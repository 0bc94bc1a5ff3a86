//! Utility functions and helpers.

pub mod http;
pub mod time;
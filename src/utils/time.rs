// src/utils/time.rs

//! Wall-clock helpers pinned to the vendor's local time (UTC+8).

use chrono::{DateTime, Duration, FixedOffset, Offset, Utc};

/// Offset of the vendor's local time from UTC, in hours.
pub const LOCAL_OFFSET_HOURS: i32 = 8;

/// Format for full timestamps (report header).
pub const DATETIME_FORMAT: &str = "%Y-%m-%d %H:%M:%S";

/// Format for estimated end times.
pub const MINUTE_FORMAT: &str = "%Y-%m-%d %H:%M";

fn local_offset() -> FixedOffset {
    FixedOffset::east_opt(LOCAL_OFFSET_HOURS * 3600).unwrap_or_else(|| Utc.fix())
}

/// Format `now + delta_minutes` in UTC+8 using a strftime pattern.
pub fn format_local(now: DateTime<Utc>, delta_minutes: i64, fmt: &str) -> String {
    (now + Duration::minutes(delta_minutes))
        .with_timezone(&local_offset())
        .format(fmt)
        .to_string()
}

#[cfg(test)]
mod tests {
    use super::*;
    use chrono::TimeZone;

    #[test]
    fn test_format_local_applies_offset_and_delta() {
        let now = Utc.with_ymd_and_hms(2024, 3, 1, 15, 50, 0).unwrap();
        assert_eq!(format_local(now, 0, DATETIME_FORMAT), "2024-03-01 23:50:00");
        assert_eq!(format_local(now, 45, MINUTE_FORMAT), "2024-03-02 00:35");
    }
}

Task details » In the entries above, find the line holding "local time (UTC+8)." and the line holding "(now + Duration::minutes(delta_minutes))"; print both of them and every line between, exactly, and nothing else.

Your solution »
//! Wall-clock helpers pinned to the vendor's local time (UTC+8).

use chrono::{DateTime, Duration, FixedOffset, Offset, Utc};

/// Offset of the vendor's local time from UTC, in hours.
pub const LOCAL_OFFSET_HOURS: i32 = 8;

/// Format for full timestamps (report header).
pub const DATETIME_FORMAT: &str = "%Y-%m-%d %H:%M:%S";

/// Format for estimated end times.
pub const MINUTE_FORMAT: &str = "%Y-%m-%d %H:%M";

fn local_offset() -> FixedOffset {
    FixedOffset::east_opt(LOCAL_OFFSET_HOURS * 3600).unwrap_or_else(|| Utc.fix())
}

/// Format `now + delta_minutes` in UTC+8 using a strftime pattern.
pub fn format_local(now: DateTime<Utc>, delta_minutes: i64, fmt: &str) -> String {
    (now + Duration::minutes(delta_minutes))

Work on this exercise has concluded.